#### Supplied data
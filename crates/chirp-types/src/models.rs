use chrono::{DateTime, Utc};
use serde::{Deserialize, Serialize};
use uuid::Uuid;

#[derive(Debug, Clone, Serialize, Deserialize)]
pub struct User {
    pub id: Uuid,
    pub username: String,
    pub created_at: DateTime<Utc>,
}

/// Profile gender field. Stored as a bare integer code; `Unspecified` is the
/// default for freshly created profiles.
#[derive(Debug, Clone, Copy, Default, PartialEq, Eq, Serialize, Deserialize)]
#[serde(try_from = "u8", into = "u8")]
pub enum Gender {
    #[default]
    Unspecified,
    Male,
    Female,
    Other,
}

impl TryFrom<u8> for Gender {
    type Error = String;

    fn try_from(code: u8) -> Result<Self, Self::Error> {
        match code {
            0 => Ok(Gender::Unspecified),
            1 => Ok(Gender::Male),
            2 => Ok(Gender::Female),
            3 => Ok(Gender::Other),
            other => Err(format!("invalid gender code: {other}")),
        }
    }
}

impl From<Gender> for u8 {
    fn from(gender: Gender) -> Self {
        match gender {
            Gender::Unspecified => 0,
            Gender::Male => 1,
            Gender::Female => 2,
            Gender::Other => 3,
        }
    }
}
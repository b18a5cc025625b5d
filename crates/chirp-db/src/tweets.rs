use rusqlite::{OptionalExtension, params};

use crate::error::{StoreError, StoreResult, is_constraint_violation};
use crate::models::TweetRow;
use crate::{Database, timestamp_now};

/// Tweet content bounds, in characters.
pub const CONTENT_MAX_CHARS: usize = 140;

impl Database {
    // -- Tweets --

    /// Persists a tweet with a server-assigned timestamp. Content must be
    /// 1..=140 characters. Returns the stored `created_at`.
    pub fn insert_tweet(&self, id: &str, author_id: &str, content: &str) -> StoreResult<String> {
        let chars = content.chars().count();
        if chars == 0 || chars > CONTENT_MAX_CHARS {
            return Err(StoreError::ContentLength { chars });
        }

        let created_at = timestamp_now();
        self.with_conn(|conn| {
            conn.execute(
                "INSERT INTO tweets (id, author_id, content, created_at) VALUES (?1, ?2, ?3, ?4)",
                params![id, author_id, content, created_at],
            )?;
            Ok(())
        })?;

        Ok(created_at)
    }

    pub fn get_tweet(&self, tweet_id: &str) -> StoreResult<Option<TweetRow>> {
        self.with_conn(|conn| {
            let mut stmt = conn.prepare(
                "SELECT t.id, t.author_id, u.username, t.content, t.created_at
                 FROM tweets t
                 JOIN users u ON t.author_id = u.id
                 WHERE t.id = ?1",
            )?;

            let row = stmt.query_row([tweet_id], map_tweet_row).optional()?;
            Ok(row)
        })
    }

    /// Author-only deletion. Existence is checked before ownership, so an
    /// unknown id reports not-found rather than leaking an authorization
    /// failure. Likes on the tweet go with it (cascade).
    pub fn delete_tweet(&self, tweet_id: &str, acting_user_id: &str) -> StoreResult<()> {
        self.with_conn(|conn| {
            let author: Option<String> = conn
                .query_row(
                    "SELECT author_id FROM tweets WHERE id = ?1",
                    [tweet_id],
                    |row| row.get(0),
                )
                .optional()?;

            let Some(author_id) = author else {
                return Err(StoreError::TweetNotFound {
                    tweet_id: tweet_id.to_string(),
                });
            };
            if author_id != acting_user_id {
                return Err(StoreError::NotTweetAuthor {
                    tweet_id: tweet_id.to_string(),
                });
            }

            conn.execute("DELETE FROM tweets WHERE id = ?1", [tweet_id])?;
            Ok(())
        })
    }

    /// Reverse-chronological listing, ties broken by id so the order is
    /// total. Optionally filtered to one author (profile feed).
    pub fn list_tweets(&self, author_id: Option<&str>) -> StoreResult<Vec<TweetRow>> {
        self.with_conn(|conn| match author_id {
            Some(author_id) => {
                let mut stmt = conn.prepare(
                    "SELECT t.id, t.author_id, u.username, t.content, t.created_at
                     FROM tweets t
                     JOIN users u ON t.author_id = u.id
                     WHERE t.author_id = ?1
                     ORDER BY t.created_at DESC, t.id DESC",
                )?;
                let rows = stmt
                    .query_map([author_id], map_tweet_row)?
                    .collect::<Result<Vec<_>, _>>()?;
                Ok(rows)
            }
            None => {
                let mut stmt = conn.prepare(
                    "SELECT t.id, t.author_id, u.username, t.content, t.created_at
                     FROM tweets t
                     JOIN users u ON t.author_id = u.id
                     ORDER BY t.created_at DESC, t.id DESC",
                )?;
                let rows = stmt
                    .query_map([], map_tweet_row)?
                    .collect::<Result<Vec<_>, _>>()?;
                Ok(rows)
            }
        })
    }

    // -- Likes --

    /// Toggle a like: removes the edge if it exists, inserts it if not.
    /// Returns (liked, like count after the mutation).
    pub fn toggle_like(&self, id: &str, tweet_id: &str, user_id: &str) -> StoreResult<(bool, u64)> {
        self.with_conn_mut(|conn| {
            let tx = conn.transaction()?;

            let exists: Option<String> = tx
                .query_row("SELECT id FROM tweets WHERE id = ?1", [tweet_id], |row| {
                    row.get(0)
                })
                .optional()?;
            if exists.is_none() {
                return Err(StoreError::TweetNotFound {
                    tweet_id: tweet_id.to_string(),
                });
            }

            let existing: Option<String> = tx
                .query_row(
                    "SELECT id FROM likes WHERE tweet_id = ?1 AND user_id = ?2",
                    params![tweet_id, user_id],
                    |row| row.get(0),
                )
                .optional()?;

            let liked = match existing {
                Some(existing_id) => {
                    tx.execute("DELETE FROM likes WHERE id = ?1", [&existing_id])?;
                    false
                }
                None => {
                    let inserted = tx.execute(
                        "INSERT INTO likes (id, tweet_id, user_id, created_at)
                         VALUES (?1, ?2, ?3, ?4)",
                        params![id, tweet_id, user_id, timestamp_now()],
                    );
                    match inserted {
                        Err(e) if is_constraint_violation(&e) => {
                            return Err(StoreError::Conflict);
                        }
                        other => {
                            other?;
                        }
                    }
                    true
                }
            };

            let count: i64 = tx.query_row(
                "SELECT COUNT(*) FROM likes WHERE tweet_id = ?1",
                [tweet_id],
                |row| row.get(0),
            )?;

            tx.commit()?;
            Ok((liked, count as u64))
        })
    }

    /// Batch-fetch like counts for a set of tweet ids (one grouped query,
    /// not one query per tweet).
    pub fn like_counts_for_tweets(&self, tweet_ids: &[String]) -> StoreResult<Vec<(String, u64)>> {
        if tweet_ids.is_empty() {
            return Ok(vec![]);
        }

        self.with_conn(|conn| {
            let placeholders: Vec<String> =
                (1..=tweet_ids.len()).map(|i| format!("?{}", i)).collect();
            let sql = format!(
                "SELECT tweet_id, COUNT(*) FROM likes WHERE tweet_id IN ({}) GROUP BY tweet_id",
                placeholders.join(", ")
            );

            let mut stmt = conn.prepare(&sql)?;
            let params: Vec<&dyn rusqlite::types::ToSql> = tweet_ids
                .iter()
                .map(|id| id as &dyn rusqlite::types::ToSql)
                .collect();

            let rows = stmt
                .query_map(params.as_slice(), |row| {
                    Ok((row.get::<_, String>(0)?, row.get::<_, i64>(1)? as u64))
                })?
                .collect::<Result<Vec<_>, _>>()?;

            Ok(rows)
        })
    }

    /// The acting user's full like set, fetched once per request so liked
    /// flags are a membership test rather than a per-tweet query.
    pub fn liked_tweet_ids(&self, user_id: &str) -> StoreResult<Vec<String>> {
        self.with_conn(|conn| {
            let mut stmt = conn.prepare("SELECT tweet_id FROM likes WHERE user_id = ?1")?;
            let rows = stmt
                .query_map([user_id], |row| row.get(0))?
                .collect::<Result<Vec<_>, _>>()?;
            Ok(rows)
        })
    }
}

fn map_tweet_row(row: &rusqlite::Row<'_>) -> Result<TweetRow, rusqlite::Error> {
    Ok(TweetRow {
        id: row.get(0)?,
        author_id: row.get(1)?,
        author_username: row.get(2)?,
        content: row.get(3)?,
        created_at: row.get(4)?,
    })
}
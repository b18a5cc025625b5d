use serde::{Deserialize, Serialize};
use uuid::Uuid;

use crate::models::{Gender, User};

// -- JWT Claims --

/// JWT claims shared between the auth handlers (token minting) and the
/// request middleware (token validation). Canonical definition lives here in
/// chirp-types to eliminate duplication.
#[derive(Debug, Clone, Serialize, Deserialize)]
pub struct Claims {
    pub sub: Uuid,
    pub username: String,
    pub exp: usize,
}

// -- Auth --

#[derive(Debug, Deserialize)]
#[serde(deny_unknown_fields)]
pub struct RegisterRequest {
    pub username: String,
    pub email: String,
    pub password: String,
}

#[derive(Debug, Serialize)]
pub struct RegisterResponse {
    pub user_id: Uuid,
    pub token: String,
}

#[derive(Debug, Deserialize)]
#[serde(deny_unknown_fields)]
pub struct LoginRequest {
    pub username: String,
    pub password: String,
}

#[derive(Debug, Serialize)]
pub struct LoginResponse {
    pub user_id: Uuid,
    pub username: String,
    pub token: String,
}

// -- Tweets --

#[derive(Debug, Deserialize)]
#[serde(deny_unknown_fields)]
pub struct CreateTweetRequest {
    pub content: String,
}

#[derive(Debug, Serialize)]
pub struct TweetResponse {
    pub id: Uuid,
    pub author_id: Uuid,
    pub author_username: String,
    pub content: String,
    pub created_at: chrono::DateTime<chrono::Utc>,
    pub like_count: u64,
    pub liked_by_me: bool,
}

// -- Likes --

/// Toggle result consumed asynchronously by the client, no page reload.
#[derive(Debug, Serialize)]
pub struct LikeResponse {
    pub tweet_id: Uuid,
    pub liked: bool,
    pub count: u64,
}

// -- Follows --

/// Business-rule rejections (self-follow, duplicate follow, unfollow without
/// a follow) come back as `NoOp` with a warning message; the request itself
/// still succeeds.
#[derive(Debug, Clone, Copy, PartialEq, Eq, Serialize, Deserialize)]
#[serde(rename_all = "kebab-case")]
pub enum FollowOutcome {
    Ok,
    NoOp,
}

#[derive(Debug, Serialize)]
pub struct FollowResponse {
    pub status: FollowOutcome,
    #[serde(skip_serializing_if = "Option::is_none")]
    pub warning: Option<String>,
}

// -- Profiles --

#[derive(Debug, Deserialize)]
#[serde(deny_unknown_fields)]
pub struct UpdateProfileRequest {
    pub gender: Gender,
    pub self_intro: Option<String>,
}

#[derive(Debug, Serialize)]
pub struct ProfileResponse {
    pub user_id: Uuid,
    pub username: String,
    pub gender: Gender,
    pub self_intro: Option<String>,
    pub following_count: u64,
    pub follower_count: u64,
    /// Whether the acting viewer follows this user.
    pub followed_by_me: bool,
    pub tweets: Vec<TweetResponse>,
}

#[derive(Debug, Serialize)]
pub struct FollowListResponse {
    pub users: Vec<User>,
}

#### Exercise instructions
Scan the lines above for the word "rather". Return each one that has it.

#### Answer below
    /// unknown id reports not-found rather than leaking an authorization
    /// flags are a membership test rather than a per-tweet query.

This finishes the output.